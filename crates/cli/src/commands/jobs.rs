//! Scheduled maintenance jobs, meant to run from cron once a day.
//!
//! ```bash
//! befit loyalty expire
//! befit subscriptions renew
//! ```
//!
//! `loyalty expire` only needs `BEFIT_DATABASE_URL`. `subscriptions renew`
//! charges cards, so it loads the full API configuration for the payment
//! gateway credentials.

use befit_api::config::{ApiConfig, ConfigError};
use befit_api::db;
use befit_api::error::AppError;
use befit_api::payments::{PaymentError, PaymentGateways};
use befit_api::services::subscriptions::today;
use befit_api::services::{LoyaltyService, SubscriptionService};
use thiserror::Error;

use super::{CommandError, connect};

/// Errors that can occur while running a job.
#[derive(Debug, Error)]
pub enum JobError {
    #[error(transparent)]
    Command(#[from] CommandError),

    /// Configuration could not be loaded.
    #[error("Configuration error: {0}")]
    Config(#[from] ConfigError),

    /// Payment gateway clients could not be built.
    #[error("Payment gateway error: {0}")]
    Payments(#[from] PaymentError),

    /// The job itself failed.
    #[error("Job failed: {0}")]
    App(#[from] AppError),
}

/// Expire loyalty points whose expiry date has passed.
pub async fn expire_points() -> Result<(), JobError> {
    let pool = connect().await?;
    let report = LoyaltyService::new(&pool).expire_all(today()).await?;

    tracing::info!(
        users = report.users_affected,
        points = report.total_expired_points,
        "Loyalty points expired"
    );
    Ok(())
}

/// Charge every active subscription due today.
pub async fn renew_subscriptions() -> Result<(), JobError> {
    let config = ApiConfig::from_env()?;
    let pool = db::create_pool(&config.database_url)
        .await
        .map_err(CommandError::from)?;
    let payments = PaymentGateways::new(&config)?;

    let report = SubscriptionService::new(&pool, &payments)
        .renew_due(today())
        .await?;

    tracing::info!(
        processed = report.processed,
        renewed = report.renewed,
        failed = report.failed,
        paused = report.paused,
        "Subscription renewal complete"
    );
    Ok(())
}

• _What to do_
All of the records must be repeated exactly.

• _Reply_
filename crates/cli/src/commands/jobs.rs
//! Scheduled maintenance jobs, meant to run from cron once a day.
//!
//! ```bash
//! befit loyalty expire
//! befit subscriptions renew
//! ```
//!
//! `loyalty expire` only needs `BEFIT_DATABASE_URL`. `subscriptions renew`
//! charges cards, so it loads the full API configuration for the payment
//! gateway credentials.

use befit_api::config::{ApiConfig, ConfigError};
use befit_api::db;
use befit_api::error::AppError;
use befit_api::payments::{PaymentError, PaymentGateways};
use befit_api::services::subscriptions::today;
use befit_api::services::{LoyaltyService, SubscriptionService};
use thiserror::Error;

use super::{CommandError, connect};

/// Errors that can occur while running a job.
#[derive(Debug, Error)]
pub enum JobError {
    #[error(transparent)]
    Command(#[from] CommandError),

    /// Configuration could not be loaded.
    #[error("Configuration error: {0}")]
    Config(#[from] ConfigError),

    /// Payment gateway clients could not be built.
    #[error("Payment gateway error: {0}")]
    Payments(#[from] PaymentError),

    /// The job itself failed.
    #[error("Job failed: {0}")]
    App(#[from] AppError),
}

/// Expire loyalty points whose expiry date has passed.
pub async fn expire_points() -> Result<(), JobError> {
    let pool = connect().await?;
    let report = LoyaltyService::new(&pool).expire_all(today()).await?;

    tracing::info!(
        users = report.users_affected,
        points = report.total_expired_points,
        "Loyalty points expired"
    );
    Ok(())
}

/// Charge every active subscription due today.
pub async fn renew_subscriptions() -> Result<(), JobError> {
    let config = ApiConfig::from_env()?;
    let pool = db::create_pool(&config.database_url)
        .await
        .map_err(CommandError::from)?;
    let payments = PaymentGateways::new(&config)?;

    let report = SubscriptionService::new(&pool, &payments)
        .renew_due(today())
        .await?;

    tracing::info!(
        processed = report.processed,
        renewed = report.renewed,
        failed = report.failed,
        paused = report.paused,
        "Subscription renewal complete"
    );
    Ok(())
}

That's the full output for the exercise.